_DIRECTIONS_:
Return the entries in full, exactly as written.
++++ DATA SUPPLIED ++++
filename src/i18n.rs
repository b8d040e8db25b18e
use dioxus_i18n::prelude::*;

/// Initialize i18n configuration with English as default language
pub fn init_i18n() -> I18nConfig {
    I18nConfig::new(unic_langid::langid!("en-US")).with_locale(Locale::new_static(
        unic_langid::langid!("en-US"),
        include_str!("../locales/en-US.ftl"),
    ))
}
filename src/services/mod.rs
pub mod catalog;
pub mod generation_service;
pub mod product_service;
pub mod static_catalog;

pub use catalog::{reconcile_deleted, Catalog};
pub use generation_service::{generate_for, load_image_source, ImageGenerator};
++++
_TASK OUTPUT_:
filename src/i18n.rs
repository b8d040e8db25b18e
use dioxus_i18n::prelude::*;

/// Initialize i18n configuration with English as default language
pub fn init_i18n() -> I18nConfig {
    I18nConfig::new(unic_langid::langid!("en-US")).with_locale(Locale::new_static(
        unic_langid::langid!("en-US"),
        include_str!("../locales/en-US.ftl"),
    ))
}
filename src/services/mod.rs
pub mod catalog;
pub mod generation_service;
pub mod product_service;
pub mod static_catalog;

pub use catalog::{reconcile_deleted, Catalog};
pub use generation_service::{generate_for, load_image_source, ImageGenerator};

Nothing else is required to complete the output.